**Required work**
Exactly as they appear, copy the lines from the start of the entries below to the line containing "single compressed archive", both ends included.

**Data for this exercise**
//! Directory archive encoding.
//!
//! The pipeline only needs two operations: pack a staging directory into one
//! compressed blob, and unpack such a blob into a target directory. Both are
//! blocking and are run on the blocking thread pool by their callers.

use flate2::read::GzDecoder;
use flate2::write::GzEncoder;
use flate2::Compression;
use std::fs;
use std::io::{self, Read};
use std::path::{Path, PathBuf};
use thiserror::Error;

/// Errors from archive encoding or decoding
#[derive(Error, Debug)]
pub enum CodecError {
    #[error("Failed to archive {path}: {source}")]
    Compress { path: PathBuf, source: io::Error },

    #[error("Failed to extract archive into {path}: {source}")]
    Extract { path: PathBuf, source: io::Error },
}

/// Compress/extract a directory of staged files
pub trait ArchiveCodec: Send + Sync {
    /// Pack every file under `dir` into a single compressed archive
    fn compress_directory(&self, dir: &Path) -> Result<Vec<u8>, CodecError>;

    /// Unpack an archive produced by [`ArchiveCodec::compress_directory`] into `target`
    fn decompress_and_extract(
        &self,
        archive: &mut dyn Read,
        target: &Path,
    ) -> Result<(), CodecError>;
}

/// gzip-compressed tar archives
#[derive(Debug, Clone, Copy)]
pub struct TarGzCodec {
    level: Compression,
}

impl TarGzCodec {
    pub fn new() -> Self {
        Self {
            level: Compression::default(),
        }
    }

    /// Use a specific gzip level (0-9)
    pub fn with_level(level: u32) -> Self {
        Self {
            level: Compression::new(level.min(9)),
        }
    }

    fn append_tree<W: io::Write>(
        builder: &mut tar::Builder<W>,
        dir: &Path,
        prefix: &Path,
    ) -> io::Result<()> {
        let mut entries = fs::read_dir(dir)?.collect::<io::Result<Vec<_>>>()?;
        entries.sort_by_key(|entry| entry.file_name());

        for entry in entries {
            let path = entry.path();
            let name = prefix.join(entry.file_name());
            let file_type = entry.file_type()?;
            if file_type.is_dir() {
                builder.append_dir(&name, &path)?;
                Self::append_tree(builder, &path, &name)?;
            } else if file_type.is_file() {
                builder.append_path_with_name(&path, &name)?;
            }
        }

        Ok(())
    }
}

impl Default for TarGzCodec {
    fn default() -> Self {
        Self::new()
    }
}

impl ArchiveCodec for TarGzCodec {
    fn compress_directory(&self, dir: &Path) -> Result<Vec<u8>, CodecError> {
        let wrap = |source| CodecError::Compress {
            path: dir.to_path_buf(),
            source,
        };

        let encoder = GzEncoder::new(Vec::new(), self.level);
        let mut builder = tar::Builder::new(encoder);
        Self::append_tree(&mut builder, dir, Path::new("")).map_err(wrap)?;

        let encoder = builder.into_inner().map_err(wrap)?;
        encoder.finish().map_err(wrap)
    }

    fn decompress_and_extract(
        &self,
        archive: &mut dyn Read,
        target: &Path,
    ) -> Result<(), CodecError> {
        let wrap = |source| CodecError::Extract {
            path: target.to_path_buf(),
            source,
        };

        fs::create_dir_all(target).map_err(wrap)?;
        let mut archive = tar::Archive::new(GzDecoder::new(archive));
        archive.unpack(target).map_err(wrap)
    }
}

#[cfg(test)]
mod tests {
    use super::*;
    use tempfile::TempDir;

    fn file_names(dir: &Path) -> Vec<String> {
        let mut names: Vec<String> = fs::read_dir(dir)
            .unwrap()
            .map(|entry| entry.unwrap().file_name().to_string_lossy().into_owned())
            .collect();
        names.sort();
        names
    }

    #[test]
    fn test_compress_then_extract_restores_every_file() {
        let source = TempDir::new().unwrap();
        fs::write(source.path().join("metric-1"), b"{\"a\":1}").unwrap();
        fs::write(source.path().join("metric-2"), b"{\"a\":2}").unwrap();
        fs::create_dir(source.path().join("nested")).unwrap();
        fs::write(source.path().join("nested").join("metric-3"), b"{}").unwrap();

        let codec = TarGzCodec::new();
        let archive = codec.compress_directory(source.path()).unwrap();
        assert!(!archive.is_empty());

        let target = TempDir::new().unwrap();
        codec
            .decompress_and_extract(&mut archive.as_slice(), target.path())
            .unwrap();

        assert_eq!(file_names(target.path()), vec!["metric-1", "metric-2", "nested"]);
        assert_eq!(
            fs::read(target.path().join("metric-2")).unwrap(),
            b"{\"a\":2}".to_vec()
        );
        assert_eq!(
            fs::read(target.path().join("nested").join("metric-3")).unwrap(),
            b"{}".to_vec()
        );
    }

    #[test]
    fn test_empty_directory_still_produces_archive() {
        let source = TempDir::new().unwrap();
        let archive = TarGzCodec::with_level(1)
            .compress_directory(source.path())
            .unwrap();
        assert!(!archive.is_empty());
    }

    #[test]
    fn test_missing_directory_fails() {
        let source = TempDir::new().unwrap();
        let missing = source.path().join("gone");
        let result = TarGzCodec::new().compress_directory(&missing);
        assert!(matches!(result, Err(CodecError::Compress { .. })));
    }

    #[test]
    fn test_garbage_input_fails_to_extract() {
        let target = TempDir::new().unwrap();
        let result = TarGzCodec::new()
            .decompress_and_extract(&mut &b"not an archive"[..], target.path());
        assert!(matches!(result, Err(CodecError::Extract { .. })));
    }
}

**Task output**
//! Directory archive encoding.
//!
//! The pipeline only needs two operations: pack a staging directory into one
//! compressed blob, and unpack such a blob into a target directory. Both are
//! blocking and are run on the blocking thread pool by their callers.

use flate2::read::GzDecoder;
use flate2::write::GzEncoder;
use flate2::Compression;
use std::fs;
use std::io::{self, Read};
use std::path::{Path, PathBuf};
use thiserror::Error;

/// Errors from archive encoding or decoding
#[derive(Error, Debug)]
pub enum CodecError {
    #[error("Failed to archive {path}: {source}")]
    Compress { path: PathBuf, source: io::Error },

    #[error("Failed to extract archive into {path}: {source}")]
    Extract { path: PathBuf, source: io::Error },
}

/// Compress/extract a directory of staged files
pub trait ArchiveCodec: Send + Sync {
    /// Pack every file under `dir` into a single compressed archive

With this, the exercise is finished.